Saturday, February 14, 2009

No Brainer - Week In Westminster - Baroness Greenfield

The House of Lords has been discussing childhood this week, including talk about Social Networks. I just heard some comments on Radio 4's The Week in Westminster from Baroness Greenfield that I had to write into them about .
The piece is here - at 16mins 30 secs


Subject:  No Brainer - Week In Westminster Feb 14th - Comments by Baroness Greenfield

Date:  14 February 2009 12:28:41 GMT


Dear Feedback,


I followed Baroness Greenfield's concerns about the possibility of Social networks having a detrimental effect on the brain with interest.

She was candid about the current lack of evidence but she nevertheless offered a theory based on what I thought were weak assumptions: that time spent online was largely visual and therefore involved less abstract thought - and also that this was because words "don't work very well" on screen.


What she seems to have done is taken a small grain of truth - that text can be more comfortably read on paper - and ignored the explosion of discussion, comment, humour, criticism and reflection that online culture and online communities have brought about. ( All online activities, by the way conducted largely using the written word.)


Her description of an internet user's experience as '"Yuk, Wow" and click to change to something else' is not only crude but it is surely more appropriate to describe television viewers.

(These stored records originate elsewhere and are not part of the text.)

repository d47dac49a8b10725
//! User API - HTTP server for user account management.

use clap::{Parser, Subcommand};
use tracing_subscriber::{layer::SubscriberExt, util::SubscriberInitExt};

use user_api_lib::config::UserApiConfig;

#[derive(Parser)]
#[command(name = "user-api")]
#[command(about = "User account management service")]
struct Cli {
    #[command(subcommand)]
    command: Commands,
}

#[derive(Subcommand)]
enum Commands {
    /// Start the HTTP server
    Serve {
        /// Overrides SERVER_HOST
        #[arg(long)]
        host: Option<String>,
        /// Overrides SERVER_PORT
        #[arg(long)]
        port: Option<u16>,
    },
    /// Verify the database is reachable and exit
    CheckDb,
}

#[tokio::main]
async fn main() -> Result<(), Box<dyn std::error::Error>> {
    // Load environment variables
    dotenvy::dotenv().ok();

    // Initialize tracing
    tracing_subscriber::registry()
        .with(tracing_subscriber::EnvFilter::try_from_default_env().unwrap_or_else(|_| "info".into()))
        .with(tracing_subscriber::fmt::layer())
        .init();

    let cli = Cli::parse();
    let mut config = UserApiConfig::from_env();

    match cli.command {
        Commands::Serve { host, port } => {
            if let Some(host) = host {
                config.server.host = host;
            }
            if let Some(port) = port {
                config.server.port = port;
            }
            user_api_lib::run_server(config).await?;
        }
        Commands::CheckDb => {
            user_api_lib::check_database(&config).await?;
        }
    }

    Ok(())
}
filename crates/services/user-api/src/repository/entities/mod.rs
//! SeaORM entities.

pub mod user;
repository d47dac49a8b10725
//! Database connection and initialization.

use std::sync::Arc;
use std::time::Duration;

use sea_orm::{
    ConnectOptions, ConnectionTrait, Database as SeaDatabase, DatabaseConnection, DbErr, Statement,
};

use common::DatabaseConfig;

/// Database wrapper owning the connection pool
#[derive(Clone)]
pub struct Database {
    connection: Arc<DatabaseConnection>,
}

impl Database {
    /// Open the pool. Schema management happens outside this service.
    pub async fn connect(config: &DatabaseConfig) -> Result<Self, DbErr> {
        let mut options = ConnectOptions::new(config.url.clone());
        options
            .max_connections(config.max_connections)
            .min_connections(config.min_connections)
            .connect_timeout(Duration::from_secs(config.connect_timeout_secs))
            .sqlx_logging(false);

        let connection = SeaDatabase::connect(options).await?;
        tracing::info!(
            max_connections = config.max_connections,
            "Database connection pool established"
        );

        Ok(Self::from_connection(connection))
    }

    /// Wrap an existing connection.
    pub fn from_connection(connection: DatabaseConnection) -> Self {
        Self {
            connection: Arc::new(connection),
        }
    }

    /// Shared handle to the pool.
    pub fn connection(&self) -> Arc<DatabaseConnection> {
        Arc::clone(&self.connection)
    }

    /// Check database connectivity by executing a simple query.
    pub async fn ping(&self) -> Result<(), DbErr> {
        self.connection
            .execute(Statement::from_string(
                self.connection.get_database_backend(),
                "SELECT 1".to_string(),
            ))
            .await?;
        Ok(())
    }
}
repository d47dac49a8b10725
//! User API Library
//!
//! Account management over HTTP: handlers in [`http`], use cases in
//! [`service`], storage access in [`repository`].

pub mod config;
pub mod http;
pub mod infra;
pub mod repository;
pub mod service;

use std::sync::Arc;

use axum::Router;
use tower_http::trace::TraceLayer;
use tracing::info;

use crate::config::UserApiConfig;
use crate::http::{create_router, AppState};
use crate::infra::Database;
use crate::repository::UserStore;
use crate::service::UserManager;

/// Wire repository, service and router over an open database.
pub fn build_app(database: Database) -> Router {
    let user_repo = Arc::new(UserStore::new(database.connection()));
    let user_service = Arc::new(UserManager::new(user_repo));
    let state = AppState::new(user_service).with_database(Arc::new(database));

    create_router(state).layer(TraceLayer::new_for_http())
}

/// Run the HTTP server with the given configuration.
pub async fn run_server(config: UserApiConfig) -> Result<(), Box<dyn std::error::Error>> {
    let database = Database::connect(&config.database).await?;
    database.ping().await?;

    let app = build_app(database);

    let addr = config.server.addr();
    let listener = tokio::net::TcpListener::bind(&addr).await?;
    info!("User API listening on {}", addr);

    axum::serve(listener, app).await?;

    Ok(())
}

/// Connect and ping the database once.
pub async fn check_database(config: &UserApiConfig) -> Result<(), Box<dyn std::error::Error>> {
    let database = Database::connect(&config.database).await?;
    database.ping().await?;
    info!("Database reachable");
    Ok(())
}
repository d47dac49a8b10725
//! Route configuration.

use axum::Router;
use utoipa::OpenApi;
use utoipa_swagger_ui::SwaggerUi;

use crate::http::handlers::{health_routes, user_routes};
use crate::http::openapi::ApiDoc;
use crate::http::state::AppState;

/// Create the main router with all routes.
pub fn create_router(state: AppState) -> Router {
    Router::new()
        .nest("/health", health_routes())
        .merge(SwaggerUi::new("/swagger-ui").url("/api-docs/openapi.json", ApiDoc::openapi()))
        .nest("/v1", user_routes())
        .with_state(state)
}
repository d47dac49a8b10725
//! Password value object.
//!
//! Plaintext never leaves this module: callers hand in the raw password and
//! get back an Argon2 PHC string suitable for storage.

use argon2::{
    password_hash::{rand_core::OsRng, PasswordHash, PasswordHasher, PasswordVerifier, SaltString},
    Argon2,
};

use crate::constants::MSG_PASSWORD_REQUIRED;
use crate::error::{DomainError, DomainResult};

/// Hashed password.
///
/// Argon2id with the crate's default parameters (19 MiB, 2 passes), which
/// costs tens of milliseconds per hash on commodity hardware.
#[derive(Clone)]
pub struct Password {
    hash: String,
}

impl std::fmt::Debug for Password {
    fn fmt(&self, f: &mut std::fmt::Formatter<'_>) -> std::fmt::Result {
        f.debug_struct("Password")
            .field("hash", &"[REDACTED]")
            .finish()
    }
}

impl Password {
    /// Hash a plaintext password with a fresh random salt.
    ///
    /// # Errors
    /// Returns a validation error if `plain_text` is empty.
    pub fn new(plain_text: &str) -> DomainResult<Self> {
        if plain_text.is_empty() {
            return Err(DomainError::validation(MSG_PASSWORD_REQUIRED));
        }

        let hash = Self::hash(plain_text)?;
        Ok(Self { hash })
    }

    /// Wrap an existing hash (from storage).
    pub fn from_hash(hash: String) -> Self {
        Self { hash }
    }

    /// Consume and return the hash string.
    pub fn into_string(self) -> String {
        self.hash
    }

    /// Verify a plain text password against this hash.
    ///
    /// A malformed stored hash verifies as `false`.
    pub fn verify(&self, plain_text: &str) -> bool {
        Self::verify_hash(plain_text, &self.hash).unwrap_or(false)
    }

    fn hash(plain_text: &str) -> DomainResult<String> {
        let salt = SaltString::generate(&mut OsRng);
        let hash = Argon2::default()
            .hash_password(plain_text.as_bytes(), &salt)
            .map_err(|e| DomainError::password(format!("hash failed: {}", e)))?;
        Ok(hash.to_string())
    }

    fn verify_hash(plain_text: &str, hash: &str) -> DomainResult<bool> {
        let parsed = PasswordHash::new(hash)
            .map_err(|e| DomainError::password(format!("invalid hash format: {}", e)))?;
        Ok(Argon2::default()
            .verify_password(plain_text.as_bytes(), &parsed)
            .is_ok())
    }
}
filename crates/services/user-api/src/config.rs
//! User API configuration.

use std::env;

use common::{env_or, env_parse_or, DatabaseConfig, ServerConfig};

/// User API configuration.
#[derive(Debug, Clone, Default)]
pub struct UserApiConfig {
    /// Connection pool settings
    pub database: DatabaseConfig,
    /// HTTP listener settings
    pub server: ServerConfig,
}

impl UserApiConfig {
    /// Load configuration from environment variables.
    ///
    /// `DATABASE_URL` wins when set; otherwise the URL is assembled from the
    /// `DB_*` parts. Every missing variable falls back to a default and logs
    /// a warning.
    pub fn from_env() -> Self {
        let defaults = Self::default();

        let url = match env::var("DATABASE_URL") {
            Ok(url) if !url.is_empty() => url,
            _ => database_url(
                &env_or("DB_USER", "user"),
                &env_or("DB_PASSWORD", "password"),
                &env_or("DB_HOST", "127.0.0.1"),
                env_parse_or("DB_PORT", 5432u16),
                &env_or("DB_NAME", "apidb"),
            ),
        };

        Self {
            database: DatabaseConfig {
                url,
                max_connections: env_parse_or(
                    "DB_MAX_CONNECTIONS",
                    defaults.database.max_connections,
                ),
                min_connections: env_parse_or(
                    "DB_MIN_CONNECTIONS",
                    defaults.database.min_connections,
                ),
                connect_timeout_secs: env_parse_or(
                    "DB_CONNECT_TIMEOUT_SECS",
                    defaults.database.connect_timeout_secs,
                ),
            },
            server: ServerConfig {
                host: env_or("SERVER_HOST", &defaults.server.host),
                port: env_parse_or("SERVER_PORT", defaults.server.port),
            },
        }
    }
}

/// Build a PostgreSQL connection URL from its parts.
pub fn database_url(user: &str, password: &str, host: &str, port: u16, name: &str) -> String {
    format!("postgres://{}:{}@{}:{}/{}", user, password, host, port, name)
}
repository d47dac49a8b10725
//! User domain entity and related types.

use chrono::{DateTime, Utc};
use serde::Serialize;
use uuid::Uuid;

use crate::error::{DomainError, DomainResult};

/// User domain entity
#[derive(Debug, Clone, PartialEq, Eq, Serialize)]
pub struct User {
    pub id: Uuid,
    pub name: String,
    pub email: String,
    #[serde(skip_serializing)]
    pub password_hash: String,
    pub created_at: DateTime<Utc>,
    pub updated_at: DateTime<Utc>,
}

impl User {
    /// Check a plaintext password against the stored hash
    pub fn verify_password(&self, plain_text: &str) -> bool {
        crate::Password::from_hash(self.password_hash.clone()).verify(plain_text)
    }
}

/// Fields supplied on account creation. The id and timestamps are assigned
/// by the repository and storage, never by the caller.
#[derive(Debug, Clone, PartialEq, Eq)]
pub struct NewUser {
    pub name: String,
    pub email: String,
}

/// Partial update. `None` means the field was not supplied.
///
/// An empty string is also treated as "not supplied" when the change is
/// applied, so name and email cannot be cleared through an update.
#[derive(Debug, Clone, Default, PartialEq, Eq)]
pub struct UserChanges {
    pub name: Option<String>,
    pub email: Option<String>,
}

impl UserChanges {
    /// True when no field was supplied
    pub fn is_empty(&self) -> bool {
        self.name.is_none() && self.email.is_none()
    }
}

/// User response (safe to return to client)
#[derive(Debug, Clone, Serialize)]
#[cfg_attr(feature = "openapi", derive(utoipa::ToSchema))]
pub struct UserResponse {
    /// Unique user identifier
    pub id: Uuid,
    /// User display name
    pub name: String,
    /// User email address
    pub email: String,
    /// Account creation timestamp
    pub created_at: DateTime<Utc>,
    /// Last modification timestamp
    pub updated_at: DateTime<Utc>,
}

impl From<User> for UserResponse {
    fn from(user: User) -> Self {
        Self {
            id: user.id,
            name: user.name,
            email: user.email,
            created_at: user.created_at,
            updated_at: user.updated_at,
        }
    }
}

/// Parse a textual user id.
pub fn parse_user_id(raw: &str) -> DomainResult<Uuid> {
    Uuid::parse_str(raw).map_err(|_| DomainError::invalid_id(raw))
}
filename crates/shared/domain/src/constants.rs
//! Domain-level constants.
//!
//! Validation messages are part of the public contract: clients and tests
//! match on them.

// =============================================================================
// Validation messages
// =============================================================================

/// Returned when any of name, email or password is missing on creation
pub const MSG_CREATE_FIELDS_REQUIRED: &str = "name, email, and password are required";

/// Returned when a lookup or delete is attempted without an identifier
pub const MSG_USER_ID_REQUIRED: &str = "user ID is required";

/// Returned when an update is attempted without an identifier
pub const MSG_UPDATE_ID_REQUIRED: &str = "user ID is required for update";

/// Returned when an update carries no fields at all
pub const MSG_NO_UPDATE_DATA: &str = "no update data provided";

/// Returned when an update tries to set the password to ""
pub const MSG_EMPTY_PASSWORD_UPDATE: &str = "password cannot be updated to empty string";

/// Returned when a password is empty
pub const MSG_PASSWORD_REQUIRED: &str = "password is required";
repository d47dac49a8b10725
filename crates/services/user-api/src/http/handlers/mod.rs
//! HTTP handlers.

pub mod health_handler;
pub mod user_handler;

pub use health_handler::health_routes;
pub use user_handler::user_routes;
//! OpenAPI documentation.

use utoipa::OpenApi;

use crate::http::handlers::user_handler::{CreateUserRequest, UpdateUserRequest};
use domain::UserResponse;

/// API documentation struct.
#[derive(OpenApi)]
#[openapi(
    paths(
        crate::http::handlers::user_handler::list_users,
        crate::http::handlers::user_handler::get_user,
        crate::http::handlers::user_handler::create_user,
        crate::http::handlers::user_handler::update_user,
        crate::http::handlers::user_handler::delete_user,
    ),
    components(
        schemas(
            UserResponse,
            CreateUserRequest,
            UpdateUserRequest,
        )
    ),
    tags(
        (name = "Users", description = "User account management"),
    )
)]
pub struct ApiDoc;
//! Application state for dependency injection.

use std::sync::Arc;

use crate::infra::Database;
use crate::service::UserService;

/// Application state shared across handlers.
#[derive(Clone)]
pub struct AppState {
    pub user_service: Arc<dyn UserService>,
    /// Absent when the router is built without storage (handler tests)
    pub database: Option<Arc<Database>>,
}

impl AppState {
    /// Create new app state.
    pub fn new(user_service: Arc<dyn UserService>) -> Self {
        Self {
            user_service,
            database: None,
        }
    }

    /// Attach the database used by the health check.
    pub fn with_database(mut self, database: Arc<Database>) -> Self {
        self.database = Some(database);
        self
    }
}
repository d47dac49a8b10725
//! Request extractors.

mod json_body;

pub use json_body::JsonBody;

A more accurate example of current online activity, say someone seeing a video link on Facebook, involves mental activities such as: " Evaluating it's relevance, choosing and watching while continuing to evaluate it's value, reflecting, commenting, summarising to a colleague and discussing further" even if this may come down in some cases to arguing the merits of The Pussycat Doll's hair length, it is surely good news for abstract thought - and ultimately the health of the brain. 


I am in the business of developing online entertainment that is worthy of this complex, sociable, vocal and critical group of people - it would be a brainless job indeed if this audience were as lobotomised as Baroness Greenfield suggests.